## WHAT IS NEEDED
Lines below starting with the line with "self.key_source = Some(Arc::new(source));" and going on through the line with "no verification backend." must be output exactly; the rest of the records must be left out.

## THE RECORDS
————————
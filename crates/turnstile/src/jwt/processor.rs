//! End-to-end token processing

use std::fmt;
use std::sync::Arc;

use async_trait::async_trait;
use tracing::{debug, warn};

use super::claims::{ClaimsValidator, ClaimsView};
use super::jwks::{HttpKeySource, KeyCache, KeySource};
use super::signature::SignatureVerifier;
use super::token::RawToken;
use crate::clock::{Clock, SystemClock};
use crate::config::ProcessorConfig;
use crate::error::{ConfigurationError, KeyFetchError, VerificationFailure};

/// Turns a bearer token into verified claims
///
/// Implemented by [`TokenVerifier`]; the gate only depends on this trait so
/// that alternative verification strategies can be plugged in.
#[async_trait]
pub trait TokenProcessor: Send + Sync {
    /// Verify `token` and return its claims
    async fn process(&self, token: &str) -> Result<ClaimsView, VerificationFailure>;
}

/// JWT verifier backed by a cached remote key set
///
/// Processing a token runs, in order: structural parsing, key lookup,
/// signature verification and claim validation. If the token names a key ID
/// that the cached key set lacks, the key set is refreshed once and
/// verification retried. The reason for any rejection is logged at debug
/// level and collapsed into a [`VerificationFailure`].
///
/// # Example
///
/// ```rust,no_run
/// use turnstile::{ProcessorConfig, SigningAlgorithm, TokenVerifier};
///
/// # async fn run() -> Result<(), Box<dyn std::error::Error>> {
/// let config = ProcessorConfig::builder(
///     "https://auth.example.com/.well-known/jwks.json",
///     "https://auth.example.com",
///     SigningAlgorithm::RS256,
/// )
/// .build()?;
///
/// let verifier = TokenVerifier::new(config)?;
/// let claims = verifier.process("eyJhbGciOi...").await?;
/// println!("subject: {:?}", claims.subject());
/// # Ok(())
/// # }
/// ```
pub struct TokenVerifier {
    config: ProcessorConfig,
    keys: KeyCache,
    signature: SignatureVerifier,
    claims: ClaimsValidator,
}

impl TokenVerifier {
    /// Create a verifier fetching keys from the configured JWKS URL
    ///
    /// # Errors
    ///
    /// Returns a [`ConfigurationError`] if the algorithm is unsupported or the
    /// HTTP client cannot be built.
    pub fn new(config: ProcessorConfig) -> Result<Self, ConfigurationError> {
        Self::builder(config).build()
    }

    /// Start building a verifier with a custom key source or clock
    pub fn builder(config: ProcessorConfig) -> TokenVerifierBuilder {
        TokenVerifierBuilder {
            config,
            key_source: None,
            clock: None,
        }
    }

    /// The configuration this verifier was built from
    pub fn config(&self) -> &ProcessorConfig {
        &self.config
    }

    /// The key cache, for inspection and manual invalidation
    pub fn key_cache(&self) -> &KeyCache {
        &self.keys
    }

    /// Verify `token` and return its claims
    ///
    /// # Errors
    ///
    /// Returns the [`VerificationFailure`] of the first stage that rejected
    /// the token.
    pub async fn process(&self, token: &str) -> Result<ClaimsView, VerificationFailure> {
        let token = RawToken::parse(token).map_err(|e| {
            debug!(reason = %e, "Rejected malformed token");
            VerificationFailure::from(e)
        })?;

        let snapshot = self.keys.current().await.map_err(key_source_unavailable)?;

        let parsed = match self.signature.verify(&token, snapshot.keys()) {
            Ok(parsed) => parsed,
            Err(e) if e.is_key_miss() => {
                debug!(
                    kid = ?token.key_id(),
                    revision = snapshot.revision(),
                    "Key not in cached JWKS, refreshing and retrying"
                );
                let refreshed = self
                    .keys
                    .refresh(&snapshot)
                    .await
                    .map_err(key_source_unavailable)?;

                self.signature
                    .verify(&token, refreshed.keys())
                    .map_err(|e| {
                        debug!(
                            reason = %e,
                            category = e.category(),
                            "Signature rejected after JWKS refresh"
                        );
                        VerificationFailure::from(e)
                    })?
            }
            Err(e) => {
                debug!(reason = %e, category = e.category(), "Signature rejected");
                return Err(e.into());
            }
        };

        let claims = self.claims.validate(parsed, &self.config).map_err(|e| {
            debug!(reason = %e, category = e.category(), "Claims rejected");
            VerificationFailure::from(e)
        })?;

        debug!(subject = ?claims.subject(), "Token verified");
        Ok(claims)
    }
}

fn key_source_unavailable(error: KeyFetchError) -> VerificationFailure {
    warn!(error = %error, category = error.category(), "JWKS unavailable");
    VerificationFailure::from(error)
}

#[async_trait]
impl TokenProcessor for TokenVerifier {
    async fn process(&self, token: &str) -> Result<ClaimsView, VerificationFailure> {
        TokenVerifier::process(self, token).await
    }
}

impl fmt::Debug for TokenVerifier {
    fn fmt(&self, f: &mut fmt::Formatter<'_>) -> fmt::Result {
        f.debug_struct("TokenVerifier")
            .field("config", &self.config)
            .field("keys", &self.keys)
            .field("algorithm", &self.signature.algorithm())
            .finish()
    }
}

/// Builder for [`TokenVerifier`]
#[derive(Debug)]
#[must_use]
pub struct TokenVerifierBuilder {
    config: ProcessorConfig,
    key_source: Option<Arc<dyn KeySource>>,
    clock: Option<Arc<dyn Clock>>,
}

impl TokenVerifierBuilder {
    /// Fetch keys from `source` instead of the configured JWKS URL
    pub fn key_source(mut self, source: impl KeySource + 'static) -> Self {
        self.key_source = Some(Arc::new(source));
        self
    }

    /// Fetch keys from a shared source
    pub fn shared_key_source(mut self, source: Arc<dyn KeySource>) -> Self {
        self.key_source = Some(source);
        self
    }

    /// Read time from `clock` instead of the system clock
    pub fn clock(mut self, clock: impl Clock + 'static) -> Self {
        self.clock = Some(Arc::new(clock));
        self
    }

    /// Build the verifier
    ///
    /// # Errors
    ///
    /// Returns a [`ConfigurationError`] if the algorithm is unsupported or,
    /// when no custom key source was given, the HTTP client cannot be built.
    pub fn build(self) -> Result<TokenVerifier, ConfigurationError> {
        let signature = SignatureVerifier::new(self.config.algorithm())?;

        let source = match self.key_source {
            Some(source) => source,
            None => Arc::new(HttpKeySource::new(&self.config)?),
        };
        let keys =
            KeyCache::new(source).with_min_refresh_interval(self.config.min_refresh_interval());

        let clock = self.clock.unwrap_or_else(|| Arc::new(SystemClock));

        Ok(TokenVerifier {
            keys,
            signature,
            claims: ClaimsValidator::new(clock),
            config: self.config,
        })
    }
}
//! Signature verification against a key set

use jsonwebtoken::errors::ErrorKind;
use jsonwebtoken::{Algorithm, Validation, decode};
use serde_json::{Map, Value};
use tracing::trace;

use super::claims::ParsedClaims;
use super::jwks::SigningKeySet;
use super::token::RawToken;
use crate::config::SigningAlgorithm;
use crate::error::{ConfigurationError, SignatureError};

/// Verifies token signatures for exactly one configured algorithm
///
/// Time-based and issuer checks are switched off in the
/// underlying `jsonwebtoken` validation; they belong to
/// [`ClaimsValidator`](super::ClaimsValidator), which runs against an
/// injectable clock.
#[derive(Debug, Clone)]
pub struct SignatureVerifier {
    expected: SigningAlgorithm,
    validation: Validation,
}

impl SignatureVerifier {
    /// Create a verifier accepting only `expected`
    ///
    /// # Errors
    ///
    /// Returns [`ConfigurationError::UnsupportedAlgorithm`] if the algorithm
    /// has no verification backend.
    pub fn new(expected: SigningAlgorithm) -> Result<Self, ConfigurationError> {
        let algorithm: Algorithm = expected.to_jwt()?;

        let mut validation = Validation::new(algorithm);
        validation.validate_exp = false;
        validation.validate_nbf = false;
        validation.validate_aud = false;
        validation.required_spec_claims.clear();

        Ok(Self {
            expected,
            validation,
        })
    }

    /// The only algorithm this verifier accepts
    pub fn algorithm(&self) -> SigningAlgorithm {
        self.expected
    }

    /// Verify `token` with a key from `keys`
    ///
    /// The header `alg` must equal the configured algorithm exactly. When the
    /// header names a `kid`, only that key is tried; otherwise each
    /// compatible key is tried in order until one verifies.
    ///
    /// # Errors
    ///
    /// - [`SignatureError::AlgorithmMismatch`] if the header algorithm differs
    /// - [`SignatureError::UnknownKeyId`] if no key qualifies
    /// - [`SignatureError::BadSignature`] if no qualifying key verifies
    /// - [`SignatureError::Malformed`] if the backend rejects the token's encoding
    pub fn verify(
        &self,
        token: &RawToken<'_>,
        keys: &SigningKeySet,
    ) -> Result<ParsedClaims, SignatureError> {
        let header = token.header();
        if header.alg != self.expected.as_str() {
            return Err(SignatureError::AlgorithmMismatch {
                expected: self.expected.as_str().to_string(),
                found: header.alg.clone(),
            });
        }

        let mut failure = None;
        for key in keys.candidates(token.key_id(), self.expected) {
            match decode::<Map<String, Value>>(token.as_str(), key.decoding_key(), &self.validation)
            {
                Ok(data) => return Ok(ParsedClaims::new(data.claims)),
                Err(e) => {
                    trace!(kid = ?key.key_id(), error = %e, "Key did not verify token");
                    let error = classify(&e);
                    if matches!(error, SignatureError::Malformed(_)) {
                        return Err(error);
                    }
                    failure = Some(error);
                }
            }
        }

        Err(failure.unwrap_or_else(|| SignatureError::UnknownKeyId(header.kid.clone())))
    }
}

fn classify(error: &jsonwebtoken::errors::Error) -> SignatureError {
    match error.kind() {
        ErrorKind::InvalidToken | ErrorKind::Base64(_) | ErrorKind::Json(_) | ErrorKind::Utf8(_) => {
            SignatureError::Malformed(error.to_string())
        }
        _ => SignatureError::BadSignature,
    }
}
————————
## OUTPUT OF THE EXERCISE
        self.key_source = Some(Arc::new(source));
        self
    }

    /// Fetch keys from a shared source
    pub fn shared_key_source(mut self, source: Arc<dyn KeySource>) -> Self {
        self.key_source = Some(source);
        self
    }

    /// Read time from `clock` instead of the system clock
    pub fn clock(mut self, clock: impl Clock + 'static) -> Self {
        self.clock = Some(Arc::new(clock));
        self
    }

    /// Build the verifier
    ///
    /// # Errors
    ///
    /// Returns a [`ConfigurationError`] if the algorithm is unsupported or,
    /// when no custom key source was given, the HTTP client cannot be built.
    pub fn build(self) -> Result<TokenVerifier, ConfigurationError> {
        let signature = SignatureVerifier::new(self.config.algorithm())?;

        let source = match self.key_source {
            Some(source) => source,
            None => Arc::new(HttpKeySource::new(&self.config)?),
        };
        let keys =
            KeyCache::new(source).with_min_refresh_interval(self.config.min_refresh_interval());

        let clock = self.clock.unwrap_or_else(|| Arc::new(SystemClock));

        Ok(TokenVerifier {
            keys,
            signature,
            claims: ClaimsValidator::new(clock),
            config: self.config,
        })
    }
}
//! Signature verification against a key set

use jsonwebtoken::errors::ErrorKind;
use jsonwebtoken::{Algorithm, Validation, decode};
use serde_json::{Map, Value};
use tracing::trace;

use super::claims::ParsedClaims;
use super::jwks::SigningKeySet;
use super::token::RawToken;
use crate::config::SigningAlgorithm;
use crate::error::{ConfigurationError, SignatureError};

/// Verifies token signatures for exactly one configured algorithm
///
/// Time-based and issuer checks are switched off in the
/// underlying `jsonwebtoken` validation; they belong to
/// [`ClaimsValidator`](super::ClaimsValidator), which runs against an
/// injectable clock.
#[derive(Debug, Clone)]
pub struct SignatureVerifier {
    expected: SigningAlgorithm,
    validation: Validation,
}

impl SignatureVerifier {
    /// Create a verifier accepting only `expected`
    ///
    /// # Errors
    ///
    /// Returns [`ConfigurationError::UnsupportedAlgorithm`] if the algorithm
    /// has no verification backend.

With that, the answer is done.